The email reputation matrix

Latest posts | Feed | By Mark Brownlow on September 05, 2007

shipping signIt's the hip new drink at the email marketing bar. Reputation.

The latest EmailSherpa newsletter, for example, offers 27 action points to fix your reputation.

The recent flurry of articles like those above reflects the realization that your reputation defines your success at getting through to recipients.

And when I say "getting through," I mean both physically and mentally. That's because the concept of reputation pervades your whole email program.

We know about the importance of the reputation of your sending address in the eyes of email's gatekeepers. That's what people like Barry Abel are talking about: your sender reputation and its role in determining whether your email is delivered to the inbox.

Then, as I pointed out last month, we have your reputation in the eyes of those receiving your emails. The all-important subscribers. How do they view your email practices and content?

This "subscriber reputation" has various consequences...

It determines whether recipients decide to bash your sender reputation by reporting you as spam.

And it also plays a role in driving responses to your messages. The decision to open your message, click a link, read your content and/or pass on your email is not just based on the email itself, but the reputation that precedes it.

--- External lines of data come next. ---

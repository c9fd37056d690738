//! Process-wide tracing subscriber.

use tracing_subscriber::EnvFilter;

use crate::config::LoggingConfig;

/// Install the global fmt subscriber.
///
/// `RUST_LOG` wins over `config.filter`. Only the first call installs a
/// subscriber; later calls (or a subscriber installed by the host app)
/// leave the existing one in place and return false.
pub fn init_tracing(config: &LoggingConfig) -> bool {
    let filter = EnvFilter::try_from_default_env()
        .or_else(|_| EnvFilter::try_new(&config.filter))
        .unwrap_or_else(|_| EnvFilter::new("info"));

    tracing_subscriber::fmt()
        .with_env_filter(filter)
        .with_target(config.with_target)
        .with_level(true)
        .with_timer(tracing_subscriber::fmt::time::UtcTime::rfc_3339())
        .try_init()
        .is_ok()
}

#[cfg(test)]
mod tests {
    use super::*;

    #[test]
    fn second_init_is_noop() {
        let config = LoggingConfig::default();
        init_tracing(&config);
        assert!(!init_tracing(&config));
    }
}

If your last five emails were all super relevant, people are more likely to read the sixth. If you have a history of irrelevant content, why bother looking at the next one that arrives?

Which is why reputation and targeting are so intimately connected. A point made by both Michael Greenberg and Stefanie Miller, whose articles look at different ways of segmenting your address list.

Targeting means relevancy means better responses and an enhanced reputation with subscribers (in turn protecting your sender reputation, since happy subscribers don't report you as spam.)

But it doesn't stop there.

Relevancy is not the only criterion used by subscribers in forming your reputation. How about style? Engaging emails also enhance that reputation. Consider, for example, Nick Usborne's latest piece on adding personal power to your messages.

What about your email's design? The usability of your opt-in process? The quality of your landing pages?

And so the various elements of an email program interact to build those reputations that let you get through to subscribers...physically to their inboxes and mentally to the right part of their minds.

And just to drive home the point, let's widen our perspective.

Your sender and subscriber reputations affect more than the delivery and clickthrough rates of your emails. They change how people view your broader business. This brand impact is described by Ray Everett-Church at DM News.

Email doesn't work in isolation. Missing emails, emails in junk folders, irrelevant content...they all reflect on your whole business. Unless you think it makes you look good to appear in the junk folder sandwiched between ads for purple pills.

Email matters to your business. And building a successful email program means building reputations.